If you run a startup, you’ve probably already fantasized about being acquired. And that's okay. Sometimes you have to indulge the fantasy to help get you through the grudgery of getting there.

You also have to establish healthy physical, mental and professional habits and outlooks early on, so that when M&A overtures do begin, you’re more than ready. Some of your hardest days as an entrepreneur will happen between that first email from a suitor and shareholder approval, 12 to 18 months later.

I honestly wonder if I would have made it with my sanity (not to mention the deal) intact, had I not developed the following practices long before that first overture from AVG (which acquired my company, Location Labs, for $220 million last fall).

1. Take care of yourself.

By the time the year-long M&A process began, my daily routine of waking early, running and taking an ice bath (really clears the head!) was second nature to me I ate well, maximized REM sleep, made time for play. And that year still pushed me to every one of my limits. This wasn’t because AVG was particularly difficult to work with; it wasn't. But even if the marathon you’re running is all downhill, it’s still a marathon. You’ll collapse if your mind and body are malnourished and flabby.

So, don’t wait to train, until you’re shopping your company. By then, the starter pistol will already have gone off, and you’ll never catch your breath.

2. Cultivate loyalty.

You may think your company’s value is its revenue or customers or product, but those are just the result of work done by your most valuable asset: your employees.

Your acquirer will want you to keep doing what you did to become so desirable in the first place. So you’ll need everyone moving forward together. Your employees will be shocked, worried and excited when you announce. These people, who have made this incredible milestone possible, will stay if they already trust you and already feel valued. So, be trustworthy from day one, by rewarding employees who perform. Promote from within, and stand by your people during hard times and life changes. Loyalty is a two-way street. And without employees, there’s no company.

3. Have a sense of humor.

At 2 in the morning, when you’re pacing your office, ranting like the hothead you can be (what can I say, I’m Greek), and your senior staff are saying, “Don’t send that email,” listen. Also, make sure you can laugh at yourself along with them, 10 minutes later.
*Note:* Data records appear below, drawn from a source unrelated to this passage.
//! Signal API endpoints.

use axum::{
    extract::{rejection::QueryRejection, Path, Query, State},
    routing::get,
    Json, Router,
};
use serde::{Deserialize, Serialize};

use crate::error::Result;
use crate::services::SignalRequest;
use crate::types::SignalReport;
use crate::AppState;

/// API response wrapper.
#[derive(Serialize)]
pub struct ApiResponse<T> {
    pub data: T,
    pub meta: ApiMeta,
}

#[derive(Serialize)]
pub struct ApiMeta {
    /// Prices were served from the cache.
    pub cached: bool,
}

impl<T> ApiResponse<T> {
    fn new(data: T, cached: bool) -> Self {
        Self {
            data,
            meta: ApiMeta { cached },
        }
    }
}

/// Optional tunables accepted by both signal routes.
#[derive(Debug, Default, Deserialize)]
#[serde(rename_all = "camelCase")]
pub struct SignalsQuery {
    /// Ticker symbol; ignored on the `/:ticker` route.
    pub ticker: Option<String>,
    pub sentiment_threshold: Option<f64>,
    pub oversold_rsi: Option<f64>,
    pub overbought_rsi: Option<f64>,
    /// NewsAPI key for this request only.
    pub news_api_key: Option<String>,
}

impl SignalsQuery {
    fn into_request(self, ticker: Option<String>) -> SignalRequest {
        SignalRequest {
            ticker: ticker.or(self.ticker),
            sentiment_threshold: self.sentiment_threshold,
            oversold_rsi: self.oversold_rsi,
            overbought_rsi: self.overbought_rsi,
            news_api_key: self.news_api_key,
        }
    }
}

/// Create the signals router.
pub fn router() -> Router<AppState> {
    Router::new()
        .route("/", get(get_signals))
        .route("/:ticker", get(get_ticker_signals))
}

/// Query tunables; a malformed value is a JSON 400 like any other bad input.
type TunablesQuery = std::result::Result<Query<SignalsQuery>, QueryRejection>;

/// Signal for `?ticker=` (MSFT when absent).
async fn get_signals(
    State(state): State<AppState>,
    query: TunablesQuery,
) -> Result<Json<ApiResponse<SignalReport>>> {
    let Query(query) = query?;
    analyze(&state, query.into_request(None)).await
}

/// Signal for the ticker in the path.
async fn get_ticker_signals(
    State(state): State<AppState>,
    Path(ticker): Path<String>,
    query: TunablesQuery,
) -> Result<Json<ApiResponse<SignalReport>>> {
    let Query(query) = query?;
    analyze(&state, query.into_request(Some(ticker))).await
}

async fn analyze(state: &AppState, request: SignalRequest) -> Result<Json<ApiResponse<SignalReport>>> {
    let (report, cached) = state.pipeline.analyze(&request).await?;
    Ok(Json(ApiResponse::new(report, cached)))
}
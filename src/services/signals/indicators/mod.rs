//! Technical indicator implementations.

pub mod rsi;

pub use rsi::{compute_rsi, current_rsi, Rsi, NEUTRAL_RSI};
//! Financial Modeling Prep client for daily stock prices.
//!
//! Secondary price source. `historical-price-full` returns newest-first.

use async_trait::async_trait;
use chrono::NaiveDate;
use reqwest::Client;
use serde::Deserialize;
use tracing::debug;

use crate::error::ProviderError;
use crate::services::fallback::Provider;
use crate::types::{PricePoint, PriceSeries, PriceSource};

const FMP_URL: &str = "https://financialmodelingprep.com/api/v3";

/// Historical price response.
#[derive(Debug, Clone, Deserialize)]
pub struct HistoricalPriceResponse {
    pub symbol: Option<String>,
    pub historical: Option<Vec<HistoricalPrice>>,
    #[serde(rename = "Error Message")]
    pub error_message: Option<String>,
}

/// One day of history.
#[derive(Debug, Clone, Deserialize)]
pub struct HistoricalPrice {
    pub date: String,
    pub close: f64,
}

impl HistoricalPriceResponse {
    /// Convert into a normalized (ascending) series.
    pub fn into_series(self) -> Result<PriceSeries, ProviderError> {
        if let Some(msg) = self.error_message {
            return Err(ProviderError::Rejected(msg));
        }

        let historical = self
            .historical
            .ok_or(ProviderError::MissingField("historical"))?;

        let points = historical
            .into_iter()
            .filter_map(|day| {
                // Some plans return "2024-01-05 00:00:00"
                let date_part = day.date.get(..10).unwrap_or(&day.date);
                let date = NaiveDate::parse_from_str(date_part, "%Y-%m-%d").ok()?;
                Some(PricePoint::new(date, day.close))
            })
            .collect();

        PriceSeries::new(points, PriceSource::Fmp)
    }
}

/// Financial Modeling Prep API client.
pub struct FmpClient {
    client: Client,
    api_key: String,
    base_url: String,
}

impl FmpClient {
    pub fn new(client: Client, api_key: String) -> Self {
        Self::with_base_url(client, api_key, FMP_URL.to_string())
    }

    pub fn with_base_url(client: Client, api_key: String, base_url: String) -> Self {
        Self {
            client,
            api_key,
            base_url,
        }
    }

    /// Fetch full daily history for a symbol.
    pub async fn get_historical_prices(&self, symbol: &str) -> Result<PriceSeries, ProviderError> {
        let url = format!("{}/historical-price-full/{}", self.base_url, symbol);
        debug!("Fetching FMP history: {}", url);

        let response = self
            .client
            .get(&url)
            .query(&[("apikey", self.api_key.as_str())])
            .send()
            .await?;

        if !response.status().is_success() {
            return Err(ProviderError::Status(response.status()));
        }

        let body = response.text().await?;
        parse_historical(&body)
    }
}

/// Parse a raw response body.
///
/// FMP answers unknown symbols with `{}` or `[]` rather than an error status.
pub fn parse_historical(body: &str) -> Result<PriceSeries, ProviderError> {
    let value: serde_json::Value =
        serde_json::from_str(body).map_err(|e| ProviderError::Parse(e.to_string()))?;

    if !value.is_object() {
        return Err(ProviderError::MissingField("historical"));
    }

    let data: HistoricalPriceResponse =
        serde_json::from_value(value).map_err(|e| ProviderError::Parse(e.to_string()))?;
    data.into_series()
}

#[async_trait]
impl Provider<PriceSeries> for FmpClient {
    fn name(&self) -> &str {
        "FMP"
    }

    async fn fetch(&self, ticker: &str) -> Result<PriceSeries, ProviderError> {
        self.get_historical_prices(ticker).await
    }
}
//! Yahoo Finance chart API client for daily stock prices.
//!
//! Tertiary price source. Keyless, uses the unofficial chart endpoint.

use async_trait::async_trait;
use chrono::{DateTime, Utc};
use reqwest::Client;
use serde::Deserialize;
use tracing::debug;

use crate::error::ProviderError;
use crate::services::fallback::Provider;
use crate::types::{PricePoint, PriceSeries, PriceSource};

const YAHOO_CHART_URL: &str = "https://query1.finance.yahoo.com/v8/finance/chart";

/// One month of daily bars covers a 14-period RSI.
const YAHOO_RANGE: &str = "1mo";

/// Yahoo Finance chart response.
#[derive(Debug, Deserialize)]
struct YahooChartResponse {
    chart: YahooChart,
}

#[derive(Debug, Deserialize)]
struct YahooChart {
    result: Option<Vec<YahooResult>>,
    error: Option<YahooError>,
}

#[derive(Debug, Deserialize)]
struct YahooError {
    code: String,
    description: String,
}

#[derive(Debug, Deserialize)]
struct YahooResult {
    timestamp: Option<Vec<i64>>,
    indicators: YahooIndicators,
}

#[derive(Debug, Deserialize)]
struct YahooIndicators {
    quote: Vec<YahooQuote>,
}

#[derive(Debug, Deserialize)]
struct YahooQuote {
    close: Option<Vec<Option<f64>>>,
}

/// Normalize symbol for Yahoo Finance API.
/// Yahoo uses hyphens instead of dots for share classes (e.g., BRK-B not BRK.B)
fn normalize_yahoo_symbol(symbol: &str) -> String {
    symbol.to_uppercase().replace('.', "-")
}

/// Parse a chart response body into a series.
fn parse_chart(body: &str) -> Result<PriceSeries, ProviderError> {
    let data: YahooChartResponse =
        serde_json::from_str(body).map_err(|e| ProviderError::Parse(e.to_string()))?;

    if let Some(error) = data.chart.error {
        return Err(ProviderError::Rejected(format!(
            "{} - {}",
            error.code, error.description
        )));
    }

    let result = data
        .chart
        .result
        .and_then(|results| results.into_iter().next())
        .ok_or(ProviderError::MissingField("chart.result"))?;

    let timestamps = result
        .timestamp
        .ok_or(ProviderError::MissingField("timestamp"))?;

    let closes = result
        .indicators
        .quote
        .into_iter()
        .next()
        .and_then(|q| q.close)
        .ok_or(ProviderError::MissingField("indicators.quote.close"))?;

    // Null closes (halted days) are skipped
    let points = timestamps
        .iter()
        .zip(closes)
        .filter_map(|(&ts, close)| {
            let date = DateTime::<Utc>::from_timestamp(ts, 0)?.date_naive();
            Some(PricePoint::new(date, close?))
        })
        .collect();

    PriceSeries::new(points, PriceSource::Yahoo)
}

/// Yahoo Finance API client.
pub struct YahooFinanceClient {
    client: Client,
    base_url: String,
}

impl YahooFinanceClient {
    /// Create a client fetching one month of daily bars.
    pub fn new(client: Client) -> Self {
        Self::with_base_url(client, YAHOO_CHART_URL.to_string())
    }

    pub fn with_base_url(client: Client, base_url: String) -> Self {
        Self { client, base_url }
    }

    /// Fetch daily closes for a symbol.
    pub async fn get_daily_history(&self, symbol: &str) -> Result<PriceSeries, ProviderError> {
        let url = format!("{}/{}", self.base_url, normalize_yahoo_symbol(symbol));
        debug!("Fetching Yahoo Finance data: {}", url);

        let response = self
            .client
            .get(&url)
            .header(
                reqwest::header::USER_AGENT,
                "Mozilla/5.0 (Windows NT 10.0; Win64; x64) AppleWebKit/537.36",
            )
            .query(&[
                ("range", YAHOO_RANGE),
                ("interval", "1d"),
                ("includePrePost", "false"),
            ])
            .send()
            .await?;

        if !response.status().is_success() {
            return Err(ProviderError::Status(response.status()));
        }

        let body = response.text().await?;
        parse_chart(&body)
    }
}

#[async_trait]
impl Provider<PriceSeries> for YahooFinanceClient {
    fn name(&self) -> &str {
        "Yahoo"
    }

    async fn fetch(&self, ticker: &str) -> Result<PriceSeries, ProviderError> {
        self.get_daily_history(ticker).await
    }
}

#[cfg(test)]
mod tests {
    use super::*;

    // =========================================================================
    // normalize_yahoo_symbol Tests
    // =========================================================================

    #[test]
    fn test_normalize_yahoo_symbol() {
        assert_eq!(normalize_yahoo_symbol("aapl"), "AAPL");
        assert_eq!(normalize_yahoo_symbol("BRK.B"), "BRK-B");
        assert_eq!(normalize_yahoo_symbol("BRK-B"), "BRK-B");
    }

    // =========================================================================
    // parse_chart Tests
    // =========================================================================

    #[test]
    fn test_parse_chart_skips_null_closes() {
        let body = r#"{
            "chart": {
                "result": [{
                    "meta": {"symbol": "MSFT"},
                    "timestamp": [1704205800, 1704292200, 1704378600],
                    "indicators": {"quote": [{
                        "open": [1.0, 1.0, 1.0],
                        "close": [370.87, null, 367.94]
                    }]}
                }],
                "error": null
            }
        }"#;

        let series = parse_chart(body).unwrap();
        assert_eq!(series.source(), PriceSource::Yahoo);
        assert_eq!(series.closes(), vec![370.87, 367.94]);
        assert_eq!(series.date_labels(), vec!["2024-01-02", "2024-01-04"]);
    }

    #[test]
    fn test_parse_chart_error() {
        let body = r#"{
            "chart": {
                "result": null,
                "error": {"code": "Not Found", "description": "No data found, symbol may be delisted"}
            }
        }"#;
        match parse_chart(body) {
            Err(ProviderError::Rejected(msg)) => assert!(msg.starts_with("Not Found")),
            other => panic!("expected Rejected, got {:?}", other),
        }
    }

    #[test]
    fn test_parse_chart_missing_pieces() {
        let no_result = r#"{"chart": {"result": [], "error": null}}"#;
        assert!(matches!(
            parse_chart(no_result),
            Err(ProviderError::MissingField("chart.result"))
        ));

        let no_timestamps = r#"{"chart": {"result": [{"indicators": {"quote": [{}]}}], "error": null}}"#;
        assert!(matches!(
            parse_chart(no_timestamps),
            Err(ProviderError::MissingField("timestamp"))
        ));

        assert!(matches!(parse_chart(""), Err(ProviderError::Parse(_))));
    }

    #[test]
    fn test_client_name() {
        let client = YahooFinanceClient::new(Client::new());
        assert_eq!(client.name(), "Yahoo");
    }
}
//! tickersignal - RSI and headline-sentiment trading signals for stock tickers

pub mod api;
pub mod config;
pub mod error;
pub mod services;
pub mod sources;
pub mod types;

use axum::Router;
use config::Config;
use services::SignalPipeline;
use std::sync::Arc;
use tower_http::catch_panic::CatchPanicLayer;
use tower_http::cors::{Any, CorsLayer};
use tower_http::trace::TraceLayer;

/// Application state shared across handlers.
#[derive(Clone)]
pub struct AppState {
    pub config: Arc<Config>,
    pub pipeline: Arc<SignalPipeline>,
}

impl AppState {
    pub fn new(config: Arc<Config>, pipeline: Arc<SignalPipeline>) -> Self {
        Self { config, pipeline }
    }

    /// Build the pipeline described by `config`.
    pub fn from_config(config: Config) -> Result<Self, reqwest::Error> {
        let pipeline = SignalPipeline::from_config(&config)?;
        Ok(Self::new(Arc::new(config), Arc::new(pipeline)))
    }
}

/// Build the HTTP application with panic recovery, CORS and request tracing.
pub fn app(state: AppState) -> Router {
    let cors = CorsLayer::new()
        .allow_origin(Any)
        .allow_methods(Any)
        .allow_headers(Any);

    Router::new()
        .merge(api::router())
        .layer(CatchPanicLayer::custom(error::panic_response))
        .layer(cors)
        .layer(TraceLayer::new_for_http())
        .with_state(state)
}

// Re-export commonly used types
pub use types::*;
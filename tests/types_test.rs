//! Wire-format tests for public types

use chrono::NaiveDate;
use tickersignal::types::{
    PricePoint, PriceSeries, PriceSource, RsiZone, SentimentLabel, SentimentResult,
    SentimentStrategy, SignalLabel, SignalReport, SignalThresholds,
};

fn date(y: i32, m: u32, d: u32) -> NaiveDate {
    NaiveDate::from_ymd_opt(y, m, d).unwrap()
}

#[test]
fn test_price_series_is_sorted_and_deduplicated() {
    let series = PriceSeries::new(
        vec![
            PricePoint::new(date(2024, 3, 3), 12.0),
            PricePoint::new(date(2024, 3, 1), 10.0),
            PricePoint::new(date(2024, 3, 2), 11.0),
            PricePoint::new(date(2024, 3, 2), 11.5),
        ],
        PriceSource::AlphaVantage,
    )
    .unwrap();

    assert_eq!(series.len(), 3);
    assert_eq!(series.closes(), vec![10.0, 11.5, 12.0]);
    assert_eq!(
        series.date_labels(),
        vec!["2024-03-01", "2024-03-02", "2024-03-03"]
    );
}

#[test]
fn test_empty_series_is_an_error() {
    assert!(PriceSeries::new(Vec::new(), PriceSource::Fmp).is_err());
}

#[test]
fn test_fallback_series_shape() {
    let today = date(2024, 6, 30);
    let series = PriceSeries::fallback(today);
    assert_eq!(series.len(), 8);
    assert_eq!(series.source(), PriceSource::Fallback);
    assert_eq!(series.points()[0].date, date(2024, 6, 23));
    assert_eq!(series.current_price(), 421.30);
    assert_eq!(series.previous_price(), 420.10);
    assert!(series.points().windows(2).all(|w| w[0].date < w[1].date));
}

#[test]
fn test_sentiment_result_json() {
    let result = SentimentResult::new("Upgrade", SentimentLabel::Positive, 0.8);
    let json = serde_json::to_value(&result).unwrap();
    assert_eq!(
        json,
        serde_json::json!({"headline": "Upgrade", "sentiment": "POSITIVE", "confidence": 0.8})
    );
}

#[test]
fn test_signal_report_json_is_camel_case() {
    let report = SignalReport {
        ticker: "MSFT".to_string(),
        signal: SignalLabel::StrongBuy,
        color: "green".to_string(),
        reason: "1 bullish news + Oversold (RSI: 25.0)".to_string(),
        current_price: 101.0,
        previous_price: 100.0,
        change_percent: 1.0,
        current_rsi: 25.0,
        rsi_zone: RsiZone::Oversold,
        dates: vec!["2024-01-01".to_string(), "2024-01-02".to_string()],
        prices: vec![100.0, 101.0],
        rsi_values: vec![None, Some(25.0)],
        sentiment_results: Vec::new(),
        price_source: PriceSource::Yahoo,
        sentiment_strategy: SentimentStrategy::Heuristic,
        thresholds: SignalThresholds::default(),
        generated_at: 0,
    };

    let json = serde_json::to_value(&report).unwrap();
    assert_eq!(json["signal"], "STRONG_BUY");
    assert_eq!(json["currentPrice"], 101.0);
    assert_eq!(json["previousPrice"], 100.0);
    assert_eq!(json["currentRsi"], 25.0);
    assert_eq!(json["rsiZone"], "oversold");
    assert!(json["rsiValues"][0].is_null());
    assert_eq!(json["rsiValues"][1], 25.0);
    assert_eq!(json["sentimentStrategy"], "heuristic");
    assert_eq!(json["thresholds"]["sentimentThreshold"], 0.85);
    assert_eq!(json["thresholds"]["oversoldRsi"], 30.0);
}
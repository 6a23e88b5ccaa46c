//! Trading signal derivation.
//!
//! RSI computation over daily closes and the rule table that turns RSI and
//! headline sentiment into a [`TradingSignal`](crate::types::TradingSignal).

pub mod classifier;
pub mod indicators;

pub use classifier::{classify, classify_technical};
pub use indicators::{compute_rsi, current_rsi, Rsi, NEUTRAL_RSI};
Never underestimate the intensity and unpredictability of the M&A emotional wringer. Your company is your baby. And people will be putting a price tag on it. If you think you’ll never get defensive, you’re kidding yourself. You need a VP, finance head and COO who will correct your perspective, check your ego and crack good jokes.

4. Remember your responsibility.

If you care only about investors, you’re doing it wrong. Your job is to lead the organizational family you’ve built. If the deal fails, people’s mortgages and health insurance may fail, as well. And if the deal succeeds, your team has every right to count on you to keep leading. Your responsibility is to live up to that honor.

For employees, the end of M&A is the beginning of new roles, rules and routines. To respect yourself, post-acquisition, as a person, never mind as the CEO, you must come through for your employees. Acquisition isn’t just about money. There is no price tag on acting with integrity.

5. Trust your gut.

Venture capitalists can be angels or demons. The right backers will actually believe in you, as DFJ’s Andreas Stavropoulos and BlueRun Ventures’ Kwan Yoon. have They have supported us through every up and down of the last decade. So, beware of investors with inflated expectations or disrespectful attitudes.

Still, even the best investors won’t have your instinct for the right buyer, time and offer. I have a friend who founded a company, was appointed chief strategy officer by the board and then turned down a $200 million offer. He knew he should’ve taken it. But, instead of paying attention to that prickly feeling at the back of his neck, he listened to the replacement CEO, who just wanted to keep his job. The board wanted to hold out for an impossibly high price, the market changed and the company sold for barely a tenth of that.

Bottom line: Don’t be overpowered by VCs. No one can know better than you when to take the offer. This is your moment, so own it.